The influence of high glucose solution on the chemical communication between cardiac cells was investigated in cell pairs isolated from the left ventricle of adult Wistar Kyoto rats. For this, Lucifer Yellow CH was dialyzed into one cell of the pair using the whole cell clamp technique, and the diffusion of dye in the dialyzed as well as in non-dialyzed cell, was followed by measuring the intensity of fluorescence in both cells as a function of time.
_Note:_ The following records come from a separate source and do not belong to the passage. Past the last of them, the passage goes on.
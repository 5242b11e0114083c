// SPDX-License-Identifier: BSD-3-Clause
// Copyright 2025. Triad National Security, LLC.

mod common;

use std::io::{Read, Write};
use std::sync::Arc;
use std::thread;

use rpc_protocol::codec::binary;
use rpc_protocol::connection::Connection;
use rpc_protocol::handler::MethodTable;
use rpc_protocol::text_encoding::TextEncoding;
use rpc_protocol::value::Value;

fn build_table() -> MethodTable<common::Endpoint> {
    let mut table = MethodTable::new();
    table.register("sum", |args, _kwargs, _conn| {
        let total: i64 = args.iter().filter_map(Value::as_i64).sum();
        Ok(Value::Int(total).into())
    });
    table
}

#[test]
fn reserved_magic_drops_the_connection() {
    let (server_end, mut client_end) = common::pipe().unwrap();
    let table = Arc::new(build_table());

    let handle = thread::spawn(move || {
        let conn = Connection::new(server_end, None, TextEncoding::Utf8);
        conn.serve(table)
    });

    client_end.write_all(b"UNKOWNS:").unwrap();
    drop(client_end);

    let result = handle.join().unwrap();
    assert!(result.is_err());
}

#[test]
fn unrecognized_magic_falls_back_to_codec_b() {
    let (server_end, mut client_end) = common::pipe().unwrap();
    let table = Arc::new(build_table());

    let handle = thread::spawn(move || {
        let conn = Connection::new(server_end, None, TextEncoding::Utf8);
        conn.serve(table).unwrap();
    });

    // An ordinary msgpack request, encoded without any recognized 8-byte magic prefix: the wire
    // bytes just happen to start with a msgpack array marker rather than one of the known magics.
    let request = binary::encode_request(1, "sum", &[Value::Int(1), Value::Int(1)], &Default::default());
    client_end.write_all(&request).unwrap();

    let mut buf = [0u8; 4096];
    let n = client_end.read(&mut buf).unwrap();
    let mut cursor = std::io::Cursor::new(&buf[..n]);
    let value = rmpv::decode::read_value(&mut cursor).unwrap();
    let (msg_id, error, result) = binary::decode_response(value).unwrap();

    assert_eq!(msg_id, 1);
    assert_eq!(error, None);
    assert_eq!(result, Value::Int(2));

    drop(client_end);
    handle.join().unwrap();
}

#[test]
fn a_fallback_codec_b_request_is_followed_by_a_properly_magic_prefixed_one() {
    use rpc_protocol::connection::MAGIC_BINARY;

    let (server_end, mut client_end) = common::pipe().unwrap();
    let table = Arc::new(build_table());

    let handle = thread::spawn(move || {
        let conn = Connection::new(server_end, None, TextEncoding::Utf8);
        conn.serve(table).unwrap();
    });

    let request = binary::encode_request(1, "sum", &[Value::Int(1), Value::Int(1)], &Default::default());
    client_end.write_all(&request).unwrap();

    let mut buf = [0u8; 4096];
    let n = client_end.read(&mut buf).unwrap();
    let mut cursor = std::io::Cursor::new(&buf[..n]);
    let value = rmpv::decode::read_value(&mut cursor).unwrap();
    let (msg_id, error, result) = binary::decode_response(value).unwrap();
    assert_eq!(msg_id, 1);
    assert_eq!(error, None);
    assert_eq!(result, Value::Int(2));

    // The follow-up call re-sends an explicit magic, per the reference client's behavior. The
    // connection must not have left the fallback decoder stuck waiting on leftover state.
    client_end.write_all(MAGIC_BINARY).unwrap();
    let request = binary::encode_request(2, "sum", &[Value::Int(5), Value::Int(6)], &Default::default());
    client_end.write_all(&request).unwrap();

    let mut buf = [0u8; 4096];
    let n = client_end.read(&mut buf).unwrap();
    let mut cursor = std::io::Cursor::new(&buf[..n]);
    let value = rmpv::decode::read_value(&mut cursor).unwrap();
    let (msg_id, error, result) = binary::decode_response(value).unwrap();
    assert_eq!(msg_id, 2);
    assert_eq!(error, None);
    assert_eq!(result, Value::Int(11));

    drop(client_end);
    handle.join().unwrap();
}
The results indicated that: 1) high glucose solution (25 mM) disrupted chemical communication between cardiac cells; 2) the effect of high glucose solution was reduced by Bis-1 (10(-9)M) which is a PKC inhibitor, and by enalapril (10(-9)M); 3) intracellular dialysis of Ang II (100 nM) also caused dye uncoupling; 4) calculation of gap junction permeability (Pj) (cm/s) indicated a value of 3 ± 0.07 × 10(-5)cm/s; n=32; (6 animals) for the controls and 0.4 ± 0.86 × 10(-6)cm/s; n=35 (6 animals) (P<0.05) for cells incubated with high glucose solution for 24h; 5) measurements of Pj for cell pairs treated with hypertonic solution plus Bis-1 (10(-9)M) or enalapril maleate (10(-9)M) showed no significant change of Pj (P>0.05). high glucose (25 mM) disrupts chemical communication between cardiac cells-an effect highly dependent on PKC activation. The possible role of enhanced intracellular Ang II levels induced by high glucose on the disruption of chemical communication was discussed as well as the possible implications of these findings for the diabetic heart.